Thank you for selecting us as your interior design team. We suggest that the color for the living room be <<*Options*!colors!*red/yellow/burnt orange>> and the contrasting trim color be <<*Options*!colors!*sea green/purple/royal blue>>.

So in the above example, if 'yellow' is selected for the answer to the first encountered <<*option*>>, then purple will be automatically selected when Pathagoras processes the second block. (The selection is positional. Yellow and Purple are in the second positions of their respective <<*Options*>> blocks.

   Using "<<*Options*>>" text blocks to pull external text into present document.

   The examples above contain the actual 'results' text as an integral part of the <<*Options*>> text block. But you are not limited to just internal text. Pathagoras lets you provide as one or more of your "options" references to external documents or Glossary terms. So instead of having to type in each piece of your target text, just type in its reference.

   Here is an example where text from a referenced document will be returned to the screen. (The assumption here, of course is that 'cntr105', 'cntr155', 'cntr197', etc., actually exist. The example is intended to convey that enclosing a reference to a term or document within "<<" and ">>" will cause Pathagoras to seek it out and insert it when called for.)

<<*Options*Are the facts A?/Are the facts B?/Are the facts C?/Are the facts D?/Are the facts E?* <<cntr105>> /<<cntr155>> /<<cntr197>> /<<cntr200>> /<<cntr205>>>>

  See Calls to Other Documents for more examples.

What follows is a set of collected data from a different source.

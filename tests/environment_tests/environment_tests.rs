//! Tests for EnvironmentHolder and ShutdownRegistry
//!
//! These tests verify:
//! - Temporary environments in random directories, deleted on close
//! - Persistent environments locked against a second owner
//! - Setup errors for unusable directories and parameters
//! - Closing tracked databases and pruning empty persistent ones
//! - Orderly shutdown through the registry

use std::fs;
use std::path::Path;
use std::sync::Arc;

use binstore::engine::{Database, Environment, OperationStatus};
use binstore::env::{EnvironmentHolder, ShutdownRegistry, ENVIRONMENT_NAME_PREFIX, LOCK_FILE_NAME};
use binstore::{BinStoreError, EnvironmentConfig, ErrorKind, StoreManagerConfig};
use tempfile::TempDir;

// =============================================================================
// Helper Functions
// =============================================================================

fn env_config(parent: &Path, temporary: bool) -> EnvironmentConfig {
    let config = StoreManagerConfig::builder()
        .parent_dir(parent)
        .param("lmdb.map_size", "16777216")
        .build();
    EnvironmentConfig::new(&config, temporary)
}

fn open_holder(parent: &Path, temporary: bool) -> (Arc<ShutdownRegistry>, Arc<EnvironmentHolder>) {
    let registry = Arc::new(ShutdownRegistry::new());
    let holder = EnvironmentHolder::open(&env_config(parent, temporary), &registry).unwrap();
    (registry, holder)
}

fn open_tracked(holder: &EnvironmentHolder, name: &str) -> Arc<Database> {
    let db = Arc::new(holder.environment().unwrap().open_database(name).unwrap());
    holder.track_database(&db);
    db
}

fn child_dirs(parent: &Path) -> Vec<String> {
    fs::read_dir(parent)
        .map(|entries| {
            entries
                .filter_map(|entry| entry.ok())
                .filter(|entry| entry.path().is_dir())
                .map(|entry| entry.file_name().to_string_lossy().into_owned())
                .collect()
        })
        .unwrap_or_default()
}

// =============================================================================
// Temporary Environment Tests
// =============================================================================

#[test]
fn test_temporary_environment_uses_random_child_directory() {
    let temp_dir = TempDir::new().unwrap();
    let (_registry, holder) = open_holder(temp_dir.path(), true);

    let env_dir = holder.env_dir().unwrap();
    assert_eq!(env_dir.parent().unwrap(), temp_dir.path());
    assert!(env_dir
        .file_name()
        .unwrap()
        .to_string_lossy()
        .starts_with(ENVIRONMENT_NAME_PREFIX));
    assert!(env_dir.join(LOCK_FILE_NAME).exists());
}

#[test]
fn test_temporary_environments_never_share_directory() {
    let temp_dir = TempDir::new().unwrap();
    let (_r1, first) = open_holder(temp_dir.path(), true);
    let (_r2, second) = open_holder(temp_dir.path(), true);

    assert_ne!(first.env_dir().unwrap(), second.env_dir().unwrap());
    assert_eq!(child_dirs(temp_dir.path()).len(), 2);
}

#[test]
fn test_temporary_directory_deleted_on_close() {
    let temp_dir = TempDir::new().unwrap();
    let (_registry, holder) = open_holder(temp_dir.path(), true);
    let env_dir = holder.env_dir().unwrap();

    let db = open_tracked(&holder, "scratch");
    let env = holder.environment().unwrap();
    assert_eq!(env.put(&db, b"k", b"v").unwrap(), OperationStatus::Success);
    drop(env);

    holder.close_environment(true);

    assert!(holder.is_closed());
    assert!(!env_dir.exists());
    assert!(holder.env_dir().is_none());
}

#[test]
fn test_close_environment_is_idempotent() {
    let temp_dir = TempDir::new().unwrap();
    let (_registry, holder) = open_holder(temp_dir.path(), true);

    holder.close_environment(true);
    holder.close_environment(true);
    holder.close_environment(false);

    assert!(child_dirs(temp_dir.path()).is_empty());
}

// =============================================================================
// Persistent Environment Tests
// =============================================================================

#[test]
fn test_persistent_environment_lives_in_parent_directory() {
    let temp_dir = TempDir::new().unwrap();
    let dir = temp_dir.path().join("orders");
    let (_registry, holder) = open_holder(&dir, false);

    assert_eq!(holder.env_dir().unwrap(), dir);
    assert!(dir.join(LOCK_FILE_NAME).exists());

    holder.close_environment(true);
    assert!(dir.exists());
    assert!(!dir.join(LOCK_FILE_NAME).exists());
}

#[test]
fn test_second_persistent_owner_fails_without_harming_first() {
    let temp_dir = TempDir::new().unwrap();
    let (_registry, first) = open_holder(temp_dir.path(), false);
    let db = open_tracked(&first, "orders");

    let registry = Arc::new(ShutdownRegistry::new());
    let err = EnvironmentHolder::open(&env_config(temp_dir.path(), false), &registry).unwrap_err();

    assert!(matches!(err, BinStoreError::DirectoryLocked(_)));
    assert!(err.is_setup());
    assert_eq!(registry.live_count(), 0);

    let env = first.environment().unwrap();
    assert_eq!(env.put(&db, b"o1", b"payload").unwrap(), OperationStatus::Success);
    assert_eq!(env.get(&db, b"o1").unwrap().1, Some(b"payload".to_vec()));
}

#[test]
fn test_persistent_data_survives_reopen() {
    let temp_dir = TempDir::new().unwrap();

    {
        let (_registry, holder) = open_holder(temp_dir.path(), false);
        let db = open_tracked(&holder, "orders");
        holder.environment().unwrap().put(&db, b"o1", b"payload").unwrap();
        holder.close_environment(true);
    }

    let (_registry, holder) = open_holder(temp_dir.path(), false);
    let db = open_tracked(&holder, "orders");
    let (status, value) = holder.environment().unwrap().get(&db, b"o1").unwrap();

    assert_eq!(status, OperationStatus::Success);
    assert_eq!(value, Some(b"payload".to_vec()));
}

#[test]
fn test_persistent_close_prunes_only_empty_databases() {
    let temp_dir = TempDir::new().unwrap();

    {
        let (_registry, holder) = open_holder(temp_dir.path(), false);
        let full = open_tracked(&holder, "full");
        let _empty = open_tracked(&holder, "empty");
        holder.environment().unwrap().put(&full, b"k", b"v").unwrap();

        let mut names = holder.environment().unwrap().database_names().unwrap();
        names.sort();
        assert_eq!(names, vec!["empty".to_string(), "full".to_string()]);

        holder.close_environment(true);
    }

    let (_registry, holder) = open_holder(temp_dir.path(), false);
    let names = holder.environment().unwrap().database_names().unwrap();
    assert_eq!(names, vec!["full".to_string()]);
}

// =============================================================================
// Setup Error Tests
// =============================================================================

#[test]
fn test_parent_directory_that_is_a_file_fails() {
    let temp_dir = TempDir::new().unwrap();
    let file = temp_dir.path().join("not_a_dir");
    fs::write(&file, b"x").unwrap();

    let registry = Arc::new(ShutdownRegistry::new());
    let err = EnvironmentHolder::open(&env_config(&file, true), &registry).unwrap_err();

    assert!(matches!(err, BinStoreError::DirectoryIsFile(_)));
    assert_eq!(err.kind(), ErrorKind::Setup);
}

#[test]
fn test_invalid_engine_parameter_fails_setup() {
    let temp_dir = TempDir::new().unwrap();
    let config = StoreManagerConfig::builder()
        .parent_dir(temp_dir.path())
        .param("binstore.lmdb.max_dbs", "plenty")
        .build();

    let registry = Arc::new(ShutdownRegistry::new());
    let err = EnvironmentHolder::open(&EnvironmentConfig::new(&config, true), &registry).unwrap_err();

    assert!(matches!(err, BinStoreError::Config(_)));
    assert!(err.is_setup());
    assert!(child_dirs(temp_dir.path()).is_empty());
}

#[test]
fn test_foreign_parameters_are_ignored() {
    let temp_dir = TempDir::new().unwrap();
    let config = StoreManagerConfig::builder()
        .parent_dir(temp_dir.path())
        .param("cache.eviction", "lru")
        .param("lmdb.max_readers", "32")
        .build();

    let registry = Arc::new(ShutdownRegistry::new());
    let holder = EnvironmentHolder::open(&EnvironmentConfig::new(&config, true), &registry).unwrap();

    assert_eq!(holder.tuning().max_readers, 32);
}

// =============================================================================
// Database Tracking Tests
// =============================================================================

#[test]
fn test_close_environment_closes_tracked_databases() {
    let temp_dir = TempDir::new().unwrap();
    let (_registry, holder) = open_holder(temp_dir.path(), true);
    let first = open_tracked(&holder, "a");
    let second = open_tracked(&holder, "b");
    assert_eq!(holder.tracked_count(), 2);

    holder.close_environment(true);

    assert!(first.is_closed());
    assert!(second.is_closed());
    assert_eq!(holder.tracked_count(), 0);
}

#[test]
fn test_forget_database_stops_tracking() {
    let temp_dir = TempDir::new().unwrap();
    let (_registry, holder) = open_holder(temp_dir.path(), true);
    let db = open_tracked(&holder, "a");

    assert!(holder.is_name_tracked("a"));
    holder.forget_database(&db);
    assert!(!holder.is_name_tracked("a"));

    holder.close_environment(true);
    assert!(!db.is_closed());
}

#[test]
fn test_use_after_close_is_reported() {
    let temp_dir = TempDir::new().unwrap();
    let (_registry, holder) = open_holder(temp_dir.path(), true);
    let db = open_tracked(&holder, "a");
    let env = holder.environment().unwrap();

    holder.close_environment(true);

    assert_eq!(holder.environment().unwrap_err().kind(), ErrorKind::UseAfterClose);
    assert_eq!(env.get(&db, b"k").unwrap_err().kind(), ErrorKind::UseAfterClose);
}

#[test]
fn test_only_engine_panic_needs_reopen() {
    assert!(Environment::needs_reopen(&lmdb::Error::Panic));
    assert!(!Environment::needs_reopen(&lmdb::Error::NotFound));
    assert!(!Environment::needs_reopen(&lmdb::Error::MapFull));
}

#[test]
fn test_display_names_parent_and_params() {
    let temp_dir = TempDir::new().unwrap();
    let (_registry, holder) = open_holder(temp_dir.path(), true);

    let text = holder.to_string();
    assert!(text.starts_with("EnvironmentHolder { Parent: "));
    assert!(text.contains("Temporary: true"));
    assert!(text.contains("lmdb.map_size"));
}

// =============================================================================
// Shutdown Registry Tests
// =============================================================================

#[test]
fn test_registry_shutdown_closes_every_environment() {
    let temp_dir = TempDir::new().unwrap();
    let registry = Arc::new(ShutdownRegistry::new());
    let config = env_config(temp_dir.path(), true);

    let first = EnvironmentHolder::open(&config, &registry).unwrap();
    let second = EnvironmentHolder::open(&config, &registry).unwrap();
    assert_eq!(registry.live_count(), 2);

    registry.shutdown();

    assert!(first.is_closed());
    assert!(second.is_closed());
    assert_eq!(registry.live_count(), 0);
    assert!(child_dirs(temp_dir.path()).is_empty());
}

#[test]
fn test_close_environment_deregisters() {
    let temp_dir = TempDir::new().unwrap();
    let (registry, holder) = open_holder(temp_dir.path(), true);
    assert_eq!(registry.live_count(), 1);

    holder.close_environment(true);

    assert_eq!(registry.live_count(), 0);
}

#[test]
fn test_dropping_registry_closes_environments() {
    let temp_dir = TempDir::new().unwrap();
    let (registry, holder) = open_holder(temp_dir.path(), true);

    drop(registry);

    assert!(holder.is_closed());
    assert!(child_dirs(temp_dir.path()).is_empty());
}

#[test]
fn test_registry_does_not_keep_environments_alive() {
    let temp_dir = TempDir::new().unwrap();
    let (registry, holder) = open_holder(temp_dir.path(), true);

    drop(holder);

    assert_eq!(registry.live_count(), 0);
    assert!(child_dirs(temp_dir.path()).is_empty());
}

informationInstead of presenting 'static' choices as shown in the above examples, you can use [variables] and <<*Options*>> text blocks to cascade a series of progressively narrower choices of clauses for selection by the end user. See Cascading for more information and a set of real world examples which you can copy and modify

informationThe techniques discussed above allow the administrator to create questions and 'responses' which lead to the creation of a specific kind of document. Of course, this is a more complex application.  It will take some 'real' time to create. But once done, the 'logic' built into the program frees the end user from having to select actual clauses. Rather, the end user need only answer the questions posed. The administrator has 'pre-ordained' the actual text that is brought into the document based on the answer. The result is that uniformity in document production is assured.